_TASK TO COMPLETE:_ In the records below, find the line that contains "repository 3b35900d965dbf26" and the line that contains "outside the engine.", then retype exactly those two lines and every line between them.
----------------
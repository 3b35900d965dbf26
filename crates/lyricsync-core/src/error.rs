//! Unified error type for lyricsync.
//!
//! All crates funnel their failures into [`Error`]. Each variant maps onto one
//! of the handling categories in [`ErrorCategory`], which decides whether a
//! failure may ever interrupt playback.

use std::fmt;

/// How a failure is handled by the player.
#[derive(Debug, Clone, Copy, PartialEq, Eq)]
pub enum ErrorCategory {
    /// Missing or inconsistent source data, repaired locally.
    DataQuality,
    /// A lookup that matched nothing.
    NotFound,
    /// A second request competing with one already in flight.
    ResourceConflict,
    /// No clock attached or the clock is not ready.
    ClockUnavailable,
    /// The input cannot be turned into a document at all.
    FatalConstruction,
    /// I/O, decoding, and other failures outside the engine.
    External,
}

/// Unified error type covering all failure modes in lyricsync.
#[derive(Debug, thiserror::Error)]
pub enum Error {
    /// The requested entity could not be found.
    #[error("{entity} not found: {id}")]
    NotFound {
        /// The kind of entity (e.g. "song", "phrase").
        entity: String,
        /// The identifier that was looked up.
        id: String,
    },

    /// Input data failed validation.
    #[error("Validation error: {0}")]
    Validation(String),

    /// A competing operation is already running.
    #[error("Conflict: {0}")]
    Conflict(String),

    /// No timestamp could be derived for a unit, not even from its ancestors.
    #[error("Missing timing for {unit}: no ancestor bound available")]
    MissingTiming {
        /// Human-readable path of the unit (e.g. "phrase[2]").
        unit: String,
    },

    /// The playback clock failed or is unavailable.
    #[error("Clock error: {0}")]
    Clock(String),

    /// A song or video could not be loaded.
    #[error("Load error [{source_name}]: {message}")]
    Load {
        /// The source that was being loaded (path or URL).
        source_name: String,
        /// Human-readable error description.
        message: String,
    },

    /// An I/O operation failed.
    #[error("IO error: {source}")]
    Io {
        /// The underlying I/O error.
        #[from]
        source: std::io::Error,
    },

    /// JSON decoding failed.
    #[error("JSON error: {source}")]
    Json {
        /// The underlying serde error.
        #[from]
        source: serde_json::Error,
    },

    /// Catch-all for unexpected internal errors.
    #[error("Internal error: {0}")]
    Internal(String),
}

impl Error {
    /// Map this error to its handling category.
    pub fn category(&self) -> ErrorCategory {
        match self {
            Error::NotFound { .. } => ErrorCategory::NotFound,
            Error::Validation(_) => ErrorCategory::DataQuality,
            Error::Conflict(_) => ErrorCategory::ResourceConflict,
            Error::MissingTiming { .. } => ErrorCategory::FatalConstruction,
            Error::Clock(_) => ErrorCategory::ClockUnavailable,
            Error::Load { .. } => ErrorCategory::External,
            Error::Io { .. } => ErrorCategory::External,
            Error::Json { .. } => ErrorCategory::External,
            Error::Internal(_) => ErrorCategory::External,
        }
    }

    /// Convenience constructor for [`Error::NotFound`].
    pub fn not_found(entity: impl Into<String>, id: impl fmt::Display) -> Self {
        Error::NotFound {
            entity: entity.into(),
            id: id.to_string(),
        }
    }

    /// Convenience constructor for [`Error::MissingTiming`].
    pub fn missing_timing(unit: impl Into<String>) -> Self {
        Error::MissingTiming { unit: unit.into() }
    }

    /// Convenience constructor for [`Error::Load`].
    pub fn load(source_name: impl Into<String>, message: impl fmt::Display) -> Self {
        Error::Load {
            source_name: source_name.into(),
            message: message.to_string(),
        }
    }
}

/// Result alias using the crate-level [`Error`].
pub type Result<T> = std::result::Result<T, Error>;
----------------
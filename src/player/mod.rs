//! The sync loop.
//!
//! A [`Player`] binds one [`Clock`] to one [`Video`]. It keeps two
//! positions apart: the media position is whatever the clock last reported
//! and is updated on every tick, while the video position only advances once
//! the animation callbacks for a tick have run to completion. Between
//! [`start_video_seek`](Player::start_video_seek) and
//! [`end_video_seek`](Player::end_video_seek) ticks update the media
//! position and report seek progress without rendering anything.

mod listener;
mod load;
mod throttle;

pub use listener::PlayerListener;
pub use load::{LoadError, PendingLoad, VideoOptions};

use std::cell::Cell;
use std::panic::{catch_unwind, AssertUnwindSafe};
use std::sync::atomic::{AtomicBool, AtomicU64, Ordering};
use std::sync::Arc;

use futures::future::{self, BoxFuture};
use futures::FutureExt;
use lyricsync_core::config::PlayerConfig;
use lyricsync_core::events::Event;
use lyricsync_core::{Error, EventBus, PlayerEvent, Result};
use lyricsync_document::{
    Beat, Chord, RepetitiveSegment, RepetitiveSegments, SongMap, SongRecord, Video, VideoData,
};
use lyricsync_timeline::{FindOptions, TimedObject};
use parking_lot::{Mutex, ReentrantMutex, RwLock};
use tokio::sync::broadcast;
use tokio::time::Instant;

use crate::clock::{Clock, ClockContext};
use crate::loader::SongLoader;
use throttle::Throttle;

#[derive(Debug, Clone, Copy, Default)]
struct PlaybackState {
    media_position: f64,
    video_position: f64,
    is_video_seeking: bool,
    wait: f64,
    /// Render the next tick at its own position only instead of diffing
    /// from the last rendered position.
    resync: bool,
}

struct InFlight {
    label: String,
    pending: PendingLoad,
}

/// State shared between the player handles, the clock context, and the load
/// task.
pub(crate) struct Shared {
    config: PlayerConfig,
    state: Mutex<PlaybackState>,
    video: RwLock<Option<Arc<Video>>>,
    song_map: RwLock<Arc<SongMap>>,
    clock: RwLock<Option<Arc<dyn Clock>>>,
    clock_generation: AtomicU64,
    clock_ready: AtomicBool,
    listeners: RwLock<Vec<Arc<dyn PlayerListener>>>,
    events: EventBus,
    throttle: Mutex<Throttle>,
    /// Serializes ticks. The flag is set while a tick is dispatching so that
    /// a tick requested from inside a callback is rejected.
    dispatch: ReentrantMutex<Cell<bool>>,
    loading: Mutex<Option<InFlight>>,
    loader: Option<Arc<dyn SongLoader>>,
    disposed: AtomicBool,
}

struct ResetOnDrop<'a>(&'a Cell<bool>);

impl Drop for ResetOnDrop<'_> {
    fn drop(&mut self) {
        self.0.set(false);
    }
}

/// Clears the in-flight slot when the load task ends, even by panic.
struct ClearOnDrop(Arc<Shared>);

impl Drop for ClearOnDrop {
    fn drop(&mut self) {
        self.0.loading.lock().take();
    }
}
----------------
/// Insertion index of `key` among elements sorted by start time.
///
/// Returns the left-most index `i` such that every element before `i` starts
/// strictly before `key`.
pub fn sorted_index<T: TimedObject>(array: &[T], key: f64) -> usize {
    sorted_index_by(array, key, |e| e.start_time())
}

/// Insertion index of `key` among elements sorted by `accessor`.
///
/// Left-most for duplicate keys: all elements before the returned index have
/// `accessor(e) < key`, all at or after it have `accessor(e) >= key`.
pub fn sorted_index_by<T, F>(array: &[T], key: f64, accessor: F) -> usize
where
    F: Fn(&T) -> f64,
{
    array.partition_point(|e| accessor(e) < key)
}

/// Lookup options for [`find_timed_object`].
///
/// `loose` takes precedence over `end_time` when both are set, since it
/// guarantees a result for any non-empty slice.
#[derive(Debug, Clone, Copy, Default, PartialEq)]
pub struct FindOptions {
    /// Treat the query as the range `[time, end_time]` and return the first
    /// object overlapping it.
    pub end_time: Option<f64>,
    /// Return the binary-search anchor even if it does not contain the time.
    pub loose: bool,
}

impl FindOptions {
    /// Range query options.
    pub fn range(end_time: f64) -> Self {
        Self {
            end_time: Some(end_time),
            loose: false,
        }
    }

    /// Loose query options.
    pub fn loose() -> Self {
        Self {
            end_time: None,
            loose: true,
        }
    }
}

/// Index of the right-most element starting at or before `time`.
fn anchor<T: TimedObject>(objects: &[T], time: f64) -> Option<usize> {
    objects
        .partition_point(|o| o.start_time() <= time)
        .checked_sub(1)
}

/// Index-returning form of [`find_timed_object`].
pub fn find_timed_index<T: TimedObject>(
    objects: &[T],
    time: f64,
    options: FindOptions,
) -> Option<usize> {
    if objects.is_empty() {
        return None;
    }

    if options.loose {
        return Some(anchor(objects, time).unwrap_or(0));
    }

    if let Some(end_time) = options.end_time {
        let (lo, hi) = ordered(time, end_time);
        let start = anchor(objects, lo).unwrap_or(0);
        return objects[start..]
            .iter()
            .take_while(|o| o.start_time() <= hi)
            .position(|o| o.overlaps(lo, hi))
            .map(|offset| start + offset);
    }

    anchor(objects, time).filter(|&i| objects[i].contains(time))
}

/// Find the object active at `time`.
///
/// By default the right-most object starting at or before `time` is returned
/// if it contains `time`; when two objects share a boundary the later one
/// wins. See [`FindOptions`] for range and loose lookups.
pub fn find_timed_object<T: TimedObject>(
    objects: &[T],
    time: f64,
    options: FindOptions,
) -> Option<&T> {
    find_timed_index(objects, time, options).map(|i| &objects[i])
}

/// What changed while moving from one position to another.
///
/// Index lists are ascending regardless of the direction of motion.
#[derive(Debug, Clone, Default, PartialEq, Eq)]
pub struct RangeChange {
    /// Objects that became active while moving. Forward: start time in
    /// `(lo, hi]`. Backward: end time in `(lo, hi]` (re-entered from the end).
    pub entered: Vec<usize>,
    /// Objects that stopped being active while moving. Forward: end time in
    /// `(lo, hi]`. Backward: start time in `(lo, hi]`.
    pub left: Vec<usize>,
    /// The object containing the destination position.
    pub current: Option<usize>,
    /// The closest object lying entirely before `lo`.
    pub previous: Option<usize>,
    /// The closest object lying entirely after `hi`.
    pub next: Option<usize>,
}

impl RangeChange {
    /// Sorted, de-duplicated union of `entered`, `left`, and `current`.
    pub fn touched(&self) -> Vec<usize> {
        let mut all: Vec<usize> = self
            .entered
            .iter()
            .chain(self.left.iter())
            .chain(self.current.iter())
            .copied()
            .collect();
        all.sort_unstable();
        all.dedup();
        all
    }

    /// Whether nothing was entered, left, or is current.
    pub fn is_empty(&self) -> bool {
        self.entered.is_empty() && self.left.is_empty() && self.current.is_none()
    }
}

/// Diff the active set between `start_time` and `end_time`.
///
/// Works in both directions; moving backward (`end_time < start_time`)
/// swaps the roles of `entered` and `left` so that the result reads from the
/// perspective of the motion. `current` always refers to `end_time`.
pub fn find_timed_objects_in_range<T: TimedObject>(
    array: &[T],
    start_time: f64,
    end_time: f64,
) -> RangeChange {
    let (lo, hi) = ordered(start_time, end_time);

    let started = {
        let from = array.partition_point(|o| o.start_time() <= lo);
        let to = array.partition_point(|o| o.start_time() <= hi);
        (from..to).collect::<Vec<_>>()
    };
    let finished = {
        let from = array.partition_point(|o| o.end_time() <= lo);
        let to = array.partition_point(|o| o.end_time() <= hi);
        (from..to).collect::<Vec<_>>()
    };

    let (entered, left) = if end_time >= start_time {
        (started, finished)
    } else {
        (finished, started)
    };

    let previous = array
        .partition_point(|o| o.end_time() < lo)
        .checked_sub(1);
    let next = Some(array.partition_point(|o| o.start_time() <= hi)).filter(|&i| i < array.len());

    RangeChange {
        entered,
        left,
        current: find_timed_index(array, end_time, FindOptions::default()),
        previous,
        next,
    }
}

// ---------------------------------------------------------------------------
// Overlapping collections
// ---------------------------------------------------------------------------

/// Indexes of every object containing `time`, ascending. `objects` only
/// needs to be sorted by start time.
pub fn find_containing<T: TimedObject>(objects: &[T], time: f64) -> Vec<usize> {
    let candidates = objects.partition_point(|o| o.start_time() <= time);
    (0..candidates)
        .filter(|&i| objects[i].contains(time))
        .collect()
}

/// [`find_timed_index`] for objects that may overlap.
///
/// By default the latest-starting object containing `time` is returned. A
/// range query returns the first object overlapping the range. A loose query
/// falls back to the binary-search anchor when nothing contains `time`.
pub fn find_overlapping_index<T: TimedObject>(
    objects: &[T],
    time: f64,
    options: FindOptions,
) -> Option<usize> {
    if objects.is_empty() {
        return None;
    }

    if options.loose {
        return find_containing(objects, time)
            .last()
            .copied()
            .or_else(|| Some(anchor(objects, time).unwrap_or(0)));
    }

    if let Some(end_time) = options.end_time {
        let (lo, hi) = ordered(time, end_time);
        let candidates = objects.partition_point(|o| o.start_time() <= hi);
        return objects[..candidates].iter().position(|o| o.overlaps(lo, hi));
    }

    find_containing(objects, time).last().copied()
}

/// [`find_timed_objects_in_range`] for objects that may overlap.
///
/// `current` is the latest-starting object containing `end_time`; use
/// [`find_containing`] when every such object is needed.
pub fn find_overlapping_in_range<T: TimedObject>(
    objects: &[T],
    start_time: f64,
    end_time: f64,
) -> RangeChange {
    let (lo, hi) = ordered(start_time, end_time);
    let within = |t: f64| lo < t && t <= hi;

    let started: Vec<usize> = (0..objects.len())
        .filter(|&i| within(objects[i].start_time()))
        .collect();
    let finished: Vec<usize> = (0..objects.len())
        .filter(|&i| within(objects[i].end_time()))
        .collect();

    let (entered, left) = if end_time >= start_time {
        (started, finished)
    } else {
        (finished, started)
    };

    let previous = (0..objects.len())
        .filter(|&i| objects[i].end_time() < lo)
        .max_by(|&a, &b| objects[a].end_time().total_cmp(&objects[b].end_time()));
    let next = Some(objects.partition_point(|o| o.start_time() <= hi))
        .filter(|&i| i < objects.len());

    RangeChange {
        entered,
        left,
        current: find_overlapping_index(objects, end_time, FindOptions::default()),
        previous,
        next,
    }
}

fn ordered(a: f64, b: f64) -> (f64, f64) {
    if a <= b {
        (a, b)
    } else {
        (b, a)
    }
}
----------------
_WRITTEN RESPONSE:_
repository 3b35900d965dbf26
filename crates/lyricsync-core/src/error.rs
//! Unified error type for lyricsync.
//!
//! All crates funnel their failures into [`Error`]. Each variant maps onto one
//! of the handling categories in [`ErrorCategory`], which decides whether a
//! failure may ever interrupt playback.

use std::fmt;

/// How a failure is handled by the player.
#[derive(Debug, Clone, Copy, PartialEq, Eq)]
pub enum ErrorCategory {
    /// Missing or inconsistent source data, repaired locally.
    DataQuality,
    /// A lookup that matched nothing.
    NotFound,
    /// A second request competing with one already in flight.
    ResourceConflict,
    /// No clock attached or the clock is not ready.
    ClockUnavailable,
    /// The input cannot be turned into a document at all.
    FatalConstruction,
    /// I/O, decoding, and other failures outside the engine.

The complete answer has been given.